STJ: Injúria racial gera dano moral presumido (in re ipsa)

A 5ª Turma do STJ estabeleceu que a injúria racial gera dano moral presumido, dispensando a necessidade de prova do sofrimento psicológico da vítima.

A 5ª Turma do Superior Tribunal de Justiça (STJ) consolidou um entendimento fundamental no combate ao racismo: a injúria racial gera dano moral presumido, na modalidade in re ipsa. A decisão reforça a proteção à honra, à dignidade e à identidade da vítima, dispensando a necessidade de comprovação específica do abalo emocional sofrido.

O contexto da controvérsia e a decisão do STJ

O caso analisado pelo colegiado tratava de um recurso especial onde, embora o réu tenha sido condenado pela prática de injúria racial, houve omissão judicial quanto à fixação de indenização por danos morais. O Tribunal de Justiça de Minas Gerais havia entendido que seria necessária a produção de provas adicionais para quantificar o dano, tese que foi reformada por unanimidade pela 5ª Turma do STJ.

O relator, ministro Ribeiro Dantas, destacou que a ofensa baseada em raça, cor, etnia ou origem ultrapassa a esfera da agressão verbal comum.
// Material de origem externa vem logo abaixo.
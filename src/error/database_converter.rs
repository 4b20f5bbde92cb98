use crate::error::{AppError, ConstraintParser};
use diesel::result::{DatabaseErrorInformation, DatabaseErrorKind, Error as DieselError};

/// Converts Diesel errors into structured `AppError` variants.
pub struct DatabaseErrorConverter;

impl DatabaseErrorConverter {
    /// Converts a Diesel error to an appropriate AppError variant.
    ///
    /// `operation` is a short description of what was being attempted and
    /// ends up in the `Database` variant for the log.
    pub fn convert_diesel_error(error: DieselError, operation: &str) -> AppError {
        match error {
            DieselError::DatabaseError(kind, info) => {
                Self::convert_database_error(kind, info.as_ref(), operation)
            }
            DieselError::NotFound => AppError::not_found("Resource", "unknown"),
            other => AppError::Database {
                operation: operation.to_string(),
                source: anyhow::Error::from(other),
            },
        }
    }

    fn convert_database_error(
        kind: DatabaseErrorKind,
        info: &(dyn DatabaseErrorInformation + Send + Sync),
        operation: &str,
    ) -> AppError {
        let message = info.message();
        let constraint_name = info.constraint_name();

        let converted = match kind {
            DatabaseErrorKind::UniqueViolation => {
                ConstraintParser::parse_unique_violation(message, constraint_name).map(
                    |(entity, field, value)| AppError::Duplicate {
                        entity,
                        field,
                        value,
                    },
                )
            }
            DatabaseErrorKind::NotNullViolation => {
                ConstraintParser::parse_not_null_violation(message, constraint_name).map(
                    |(entity, field)| AppError::Validation {
                        field,
                        reason: format!("Field is required for {}", entity),
                    },
                )
            }
            _ => None,
        };

        converted.unwrap_or_else(|| AppError::Database {
            operation: operation.to_string(),
            source: anyhow::Error::msg(format!("{:?}: {}", kind, message)),
        })
    }
}

#[cfg(test)]
mod tests {
    use super::*;

    struct MockDatabaseErrorInfo {
        message: String,
        constraint_name: Option<String>,
    }

    impl DatabaseErrorInformation for MockDatabaseErrorInfo {
        fn message(&self) -> &str {
            &self.message
        }

        fn details(&self) -> Option<&str> {
            None
        }

        fn hint(&self) -> Option<&str> {
            None
        }

        fn table_name(&self) -> Option<&str> {
            None
        }

        fn column_name(&self) -> Option<&str> {
            None
        }

        fn constraint_name(&self) -> Option<&str> {
            self.constraint_name.as_deref()
        }

        fn statement_position(&self) -> Option<i32> {
            None
        }
    }

    fn db_error(kind: DatabaseErrorKind, message: &str, constraint: Option<&str>) -> DieselError {
        DieselError::DatabaseError(
            kind,
            Box::new(MockDatabaseErrorInfo {
                message: message.to_string(),
                constraint_name: constraint.map(str::to_string),
            }),
        )
    }

    #[test]
    fn duplicate_email_becomes_duplicate_error() {
        let error = db_error(
            DatabaseErrorKind::UniqueViolation,
            "duplicate key value violates unique constraint \"users_email_key\"\nDETAIL: Key (email)=(morty@smith.io) already exists.",
            Some("users_email_key"),
        );

        match DatabaseErrorConverter::convert_diesel_error(error, "insert user") {
            AppError::Duplicate {
                entity,
                field,
                value,
            } => {
                assert_eq!(entity, "users");
                assert_eq!(field, "email");
                assert_eq!(value, "morty@smith.io");
            }
            other => panic!("Expected Duplicate error, got: {:?}", other),
        }
    }

    #[test]
    fn not_null_violation_becomes_validation_error() {
        let error = db_error(
            DatabaseErrorKind::NotNullViolation,
            "null value in column \"last_name\" violates not-null constraint",
            None,
        );

        match DatabaseErrorConverter::convert_diesel_error(error, "insert user") {
            AppError::Validation { field, reason } => {
                assert_eq!(field, "last_name");
                assert!(reason.contains("required"));
            }
            other => panic!("Expected Validation error, got: {:?}", other),
        }
    }

    #[test]
    fn unknown_errors_keep_the_operation() {
        let error = db_error(DatabaseErrorKind::SerializationFailure, "could not serialize", None);

        match DatabaseErrorConverter::convert_diesel_error(error, "save user") {
            AppError::Database { operation, .. } => assert_eq!(operation, "save user"),
            other => panic!("Expected Database error, got: {:?}", other),
        }
    }

    #[test]
    fn diesel_not_found() {
        let err = DatabaseErrorConverter::convert_diesel_error(DieselError::NotFound, "find");
        assert!(matches!(err, AppError::NotFound { .. }));
    }
}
Ao utilizar elementos raciais para menosprezar o outro, o ofensor ataca a própria dignidade da pessoa humana, tornando a lesão extrapatrimonial intrínseca ao ato discriminatório.

Fundamentação: o dano in re ipsa

Segundo o voto do ministro Ribeiro Dantas, exigir que a vítima comprove o sofrimento psicológico ou a humilhação imporia um ônus probatório incompatível com a gravidade da violação. A lesão se aperfeiçoa no momento em que o indivíduo é estigmatizado por um atributo de sua identidade.
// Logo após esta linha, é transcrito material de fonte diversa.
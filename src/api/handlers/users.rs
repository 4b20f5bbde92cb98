//! User CRUD request handlers.

use axum::{
    Json,
    extract::{Path, State},
    http::StatusCode,
};
use utoipa_axum::router::OpenApiRouter;
use utoipa_axum::routes;

use crate::api::doc::USER_TAG;
use crate::api::dto::{
    CreateUserRequest, ErrorResponse, PagedResponse, PaginationParams, UpdateUserRequest,
    UserResponse,
};
use crate::error::AppResult;
use crate::services::DeleteResult;
use crate::state::AppState;
use crate::utils::validate::{ValidatedJson, ValidatedQuery};

/// Register user routes.
///
/// - GET /        - Paginated list
/// - POST /       - Create
/// - GET /{id}    - Fetch one
/// - PUT /{id}    - Partial update
/// - DELETE /{id} - Delete
pub fn user_routes() -> OpenApiRouter<AppState> {
    OpenApiRouter::new()
        .routes(routes!(list_users, create_user))
        .routes(routes!(get_user, update_user, delete_user))
}

/// GET /users - List users page by page, ascending by id.
#[utoipa::path(
    get,
    path = "/",
    tag = USER_TAG,
    params(PaginationParams),
    responses(
        (status = 200, description = "Requested page of users", body = PagedResponse<UserResponse>),
        (status = 400, description = "Invalid parameters or page past the end", body = ErrorResponse)
    )
)]
async fn list_users(
    State(state): State<AppState>,
    ValidatedQuery(params): ValidatedQuery<PaginationParams>,
) -> AppResult<Json<PagedResponse<UserResponse>>> {
    let page = state.services.users.find_all(params.page, params.size).await?;
    Ok(Json(PagedResponse::from_page(page)))
}

/// GET /users/{id}
#[utoipa::path(
    get,
    path = "/{id}",
    tag = USER_TAG,
    params(("id" = i32, Path, description = "User id")),
    responses(
        (status = 200, description = "User found", body = UserResponse),
        (status = 404, description = "User not found", body = ErrorResponse)
    )
)]
async fn get_user(
    State(state): State<AppState>,
    Path(id): Path<i32>,
) -> AppResult<Json<UserResponse>> {
    let user = state.services.users.find_one(id).await?;
    Ok(Json(user.into()))
}

/// POST /users - Returns 201 with the stored user.
#[utoipa::path(
    post,
    path = "/",
    tag = USER_TAG,
    request_body = CreateUserRequest,
    responses(
        (status = 201, description = "User created", body = UserResponse),
        (status = 400, description = "Validation failed", body = ErrorResponse),
        (status = 409, description = "Email already registered", body = ErrorResponse)
    )
)]
async fn create_user(
    State(state): State<AppState>,
    ValidatedJson(payload): ValidatedJson<CreateUserRequest>,
) -> AppResult<(StatusCode, Json<UserResponse>)> {
    let user = state.services.users.create(payload.into_new_user()).await?;
    Ok((StatusCode::CREATED, Json(user.into())))
}

/// PUT /users/{id} - Only the provided fields are changed.
#[utoipa::path(
    put,
    path = "/{id}",
    tag = USER_TAG,
    request_body = UpdateUserRequest,
    params(("id" = i32, Path, description = "User id")),
    responses(
        (status = 200, description = "User updated", body = UserResponse),
        (status = 400, description = "Validation failed", body = ErrorResponse),
        (status = 404, description = "User not found", body = ErrorResponse)
    )
)]
async fn update_user(
    State(state): State<AppState>,
    Path(id): Path<i32>,
    ValidatedJson(payload): ValidatedJson<UpdateUserRequest>,
) -> AppResult<Json<UserResponse>> {
    let user = state
        .services
        .users
        .update(id, payload.into_update_user())
        .await?;
    Ok(Json(user.into()))
}

/// DELETE /users/{id}
#[utoipa::path(
    delete,
    path = "/{id}",
    tag = USER_TAG,
    params(("id" = i32, Path, description = "User id")),
    responses(
        (status = 200, description = "User deleted", body = DeleteResult),
        (status = 404, description = "User not found", body = ErrorResponse)
    )
)]
async fn delete_user(
    State(state): State<AppState>,
    Path(id): Path<i32>,
) -> AppResult<Json<DeleteResult>> {
    let result = state.services.users.remove(id).await?;
    Ok(Json(result))
}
A dor sofrida pela vítima de injúria racial já está contida na própria agressão, sendo desnecessária a demonstração autônoma das consequências íntimas experimentadas.

Para o STJ, a análise probatória deve se concentrar na existência do fato, na autoria e no caráter discriminatório da conduta. Uma vez comprovados esses elementos, o dever de indenizar é automático, cabendo ao magistrado apenas a fixação do valor, desde que haja pedido expresso na denúncia.

Impactos práticos para a advocacia

Esta decisão traz diretrizes importantes para a atuação jurídica em casos de crimes contra a honra com viés discriminatório:

  • Dispensa de prova complexa: Advogados não precisam mais produzir provas exaustivas sobre o abalo psicológico da vítima, focando a instrução na materialidade e autoria do fato.
  • Pedido expresso na denúncia: É indispensável que a acusação formule pedido expresso de fixação de valor mínimo indenizatório, indicando o montante pretendido, para evitar omissões na sentença.
  • Segurança jurídica: O precedente uniformiza o entendimento de que a reparação moral decorre da própria ilicitude da conduta, facilitando a condenação em sede penal.
  • Valorização da dignidade: O entendimento reforça a proteção constitucional contra o racismo, tratando a ofensa como uma violação direta à identidade da pessoa.